Due to their potential prebiotic properties, arabinoxylan-derived oligosaccharides [(A)XOS] are of great interest as functional food and feed ingredients. While the (A) XOS metabolism of Bifidobacteriaceae has been extensively studied, information regarding lactic acid bacteria (LAB) is still limited in this context. The aim of the present study was to fill this important gap by characterizing candidate (A) XOS hydrolyzing glycoside hydrolases (GHs) identified in the genome of Lactobacillus brevis DSM 20054. Two putative GH family 43 xylosidases (XynB1 and XynB2) and a GH family 43 arabinofuranosidase (Abf3) were heterologously expressed and characterized. While the function of XynB1 remains unclear, XynB2 could efficiently hydrolyze xylooligosaccharides. Abf3 displayed high specific activity for arabinobiose but could not release arabinose from an (A) XOS preparation.

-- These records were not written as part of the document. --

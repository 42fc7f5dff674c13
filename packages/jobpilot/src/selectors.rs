//! Selector catalog and fallback resolution.
//!
//! The target site A/B-tests its markup, so every semantic target is an
//! ordered list of alternative locators tried until one yields a visible
//! match. No locator succeeding is not fatal here: it is reported upward as
//! "target absent" (`None`) so callers can apply their own fallback
//! behavior.

use std::time::Duration;
use tracing::debug;

use crate::traits::page::{Element, PageDriver};

fn strings(items: &[&str]) -> Vec<String> {
    items.iter().map(|s| s.to_string()).collect()
}

/// Ordered alternative locators for each semantic target.
///
/// The `Default` carries the board's currently known markup variants;
/// catalog entries are data, so a markup change is a config edit, not a
/// code change.
#[derive(Debug, Clone)]
pub struct SelectorCatalog {
    /// Job link elements inside result cards.
    pub job_links: Vec<String>,

    /// "Next" / "Load more" pagination controls.
    pub next_controls: Vec<String>,

    /// Result card containers.
    pub result_containers: Vec<String>,

    /// Login email input.
    pub login_email: Vec<String>,

    /// Login continue control after the email step.
    pub login_continue: Vec<String>,

    /// Login password input.
    pub login_password: Vec<String>,

    /// Keyword search box.
    pub search_keywords: Vec<String>,

    /// Location search box.
    pub search_location: Vec<String>,

    /// Search submit control.
    pub search_submit: Vec<String>,

    /// Cookie/consent overlay dismiss controls.
    pub consent_buttons: Vec<String>,

    /// Third Party filter control.
    pub filter_third_party: Vec<String>,

    /// Easy Apply filter control.
    pub filter_easy_apply: Vec<String>,

    /// Date-posted dropdown opener (fallback when the direct option is
    /// not visible).
    pub date_posted_dropdown: Vec<String>,

    /// Page-size select element.
    pub page_size_select: Vec<String>,

    /// Shadow host of the apply widget on the detail page.
    pub apply_widget_host: String,

    /// Easy-apply button inside the widget's shadow root.
    pub easy_apply_button: String,

    /// Hops from the widget's shadow root to the confirmation text
    /// element.
    pub confirmation_path: Vec<String>,

    /// "Next" control inside the multi-step apply flow.
    pub flow_next: Vec<String>,

    /// Upload trigger inside the resume step.
    pub upload_trigger: Vec<String>,

    /// File input receiving the resume path.
    pub file_input: Vec<String>,

    /// Upload confirmation control.
    pub upload_confirm: Vec<String>,

    /// Description container on the detail page.
    pub description: Vec<String>,

    /// Account menu opener, for logout.
    pub menu_settings: Vec<String>,

    /// Logout entry inside the account menu.
    pub menu_logout: Vec<String>,
}

impl Default for SelectorCatalog {
    fn default() -> Self {
        Self {
            job_links: strings(&[
                "a[data-cy='card-title-link']",
                "a[href*='/job-detail/']",
                "article [data-cy='card-title-link']",
                "article a:has(h5)",
            ]),
            next_controls: strings(&[
                "li[aria-label='Next'] button",
                "li.pagination-next button",
                "button[aria-label='Next']",
                "button[data-cy='load-more']",
            ]),
            result_containers: strings(&[
                "[data-cy='search-card']",
                "article[data-cy='search-card']",
                "article:has(a[href*='/job-detail/'])",
            ]),
            login_email: strings(&["input[name='email']", "input[type='email']"]),
            login_continue: strings(&[
                "button[type='submit']",
                "button[data-testid='sign-in-button']",
            ]),
            login_password: strings(&["input[type='password']"]),
            search_keywords: strings(&[
                "input[placeholder='Job title, skill, company, keyword']",
                "input[aria-label='Job title, skill, company, keyword']",
            ]),
            search_location: strings(&[
                "input[placeholder='Location (ex. Denver, remote)']",
                "input[aria-label='Location']",
            ]),
            search_submit: strings(&["#submitSearch-button", "button[type='submit']"]),
            consent_buttons: strings(&[
                "button[aria-label='Accept']",
                "#onetrust-accept-btn-handler",
                "button[data-testid='accept-all']",
            ]),
            filter_third_party: strings(&[
                "button[aria-label='Filter Search Results by Third Party']",
            ]),
            filter_easy_apply: strings(&[
                "button[aria-label='Filter Search Results by Easy Apply']",
            ]),
            date_posted_dropdown: strings(&[
                "button[aria-label*='Date posted']",
                "button[data-cy='posted-date-filter']",
            ]),
            page_size_select: strings(&["select[id^='pageSize']"]),
            apply_widget_host: "apply-button-wc".to_string(),
            easy_apply_button: "button.btn.btn-primary".to_string(),
            confirmation_path: strings(&["application-submitted", "p.app-text"]),
            flow_next: strings(&["button.seds-button-primary.btn-next"]),
            upload_trigger: strings(&[
                "button[data-e2e='replace-resume']",
                "button[data-v-746be088]",
            ]),
            file_input: strings(&["input[type='file']"]),
            upload_confirm: strings(&["span[data-e2e='upload']"]),
            description: strings(&["div.job-description", "[data-cy='jobDescription']"]),
            menu_settings: strings(&["[data-id='menu-settings']"]),
            menu_logout: strings(&["[data-id='menu-logout']"]),
        }
    }
}

/// Try each candidate in order until one has a visible match.
///
/// The wait budget is sliced across candidates (with a floor so a long list
/// still gives each locator a real chance) and the whole list is tried
/// twice, which raises the odds during slow loads. `None` means "target
/// absent within the budget" and is never itself an error.
pub async fn select_first_visible(
    driver: &dyn PageDriver,
    candidates: &[String],
    timeout: Duration,
) -> Option<Element> {
    if candidates.is_empty() {
        return None;
    }

    let floor = Duration::from_millis(250);
    let slice = (timeout / candidates.len() as u32 / 2).max(floor);

    for pass in 0..2 {
        for selector in candidates {
            match driver.wait_for_visible(selector, slice).await {
                Ok(element) => return Some(element),
                Err(e) => {
                    debug!(selector = %selector, pass, error = %e, "locator candidate missed");
                }
            }
        }
    }
    None
}

#[cfg(test)]
mod tests {
    use super::*;
    use crate::testing::{MockPage, PageCall};

    #[tokio::test]
    async fn test_first_visible_wins_in_order() {
        let page = MockPage::new().with_element(
            "a[href*='/job-detail/']",
            Element::new("a[href*='/job-detail/']", 0).with_attr("href", "/job-detail/x-ABC123"),
        );

        let catalog = SelectorCatalog::default();
        let found = select_first_visible(&page, &catalog.job_links, Duration::from_millis(400))
            .await
            .expect("should find the second candidate");
        assert_eq!(found.selector, "a[href*='/job-detail/']");
    }

    #[tokio::test]
    async fn test_absent_target_is_none_not_error() {
        let page = MockPage::new();
        let catalog = SelectorCatalog::default();

        let found =
            select_first_visible(&page, &catalog.consent_buttons, Duration::from_millis(200)).await;
        assert!(found.is_none());

        // Each candidate was probed on both passes.
        let waits = page
            .calls()
            .iter()
            .filter(|c| matches!(c, PageCall::WaitForVisible { .. }))
            .count();
        assert_eq!(waits, catalog.consent_buttons.len() * 2);
    }
}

However, two previously reported GH 51 arabinofuranosidases from Lb. brevis were able to specifically remove alpha-1,3-linked arabinofuranosyl residues from arabino-xylooligosaccharides (AXHm3 specificity). These results imply that Lb. brevis is at least genetically equipped with functional enzymes in order to hydrolyze the depolymerization products of (arabino) xylans and arabinans. The distribution of related genes in Lactobacillales genomes indicates that GH 43 and, especially, GH 51 glycosidase genes are rare among LAB and mainly occur in obligately heterofermentative Lactobacillus spp., Pediococcus spp., members of the Leuconostoc/Weissella branch, and Enterococcus spp. Apart from the prebiotic viewpoint, this information also adds new perspectives on the carbohydrate (i.e., pentose-oligomer) metabolism of LAB species involved in the fermentation of hemicellulose-containing substrates.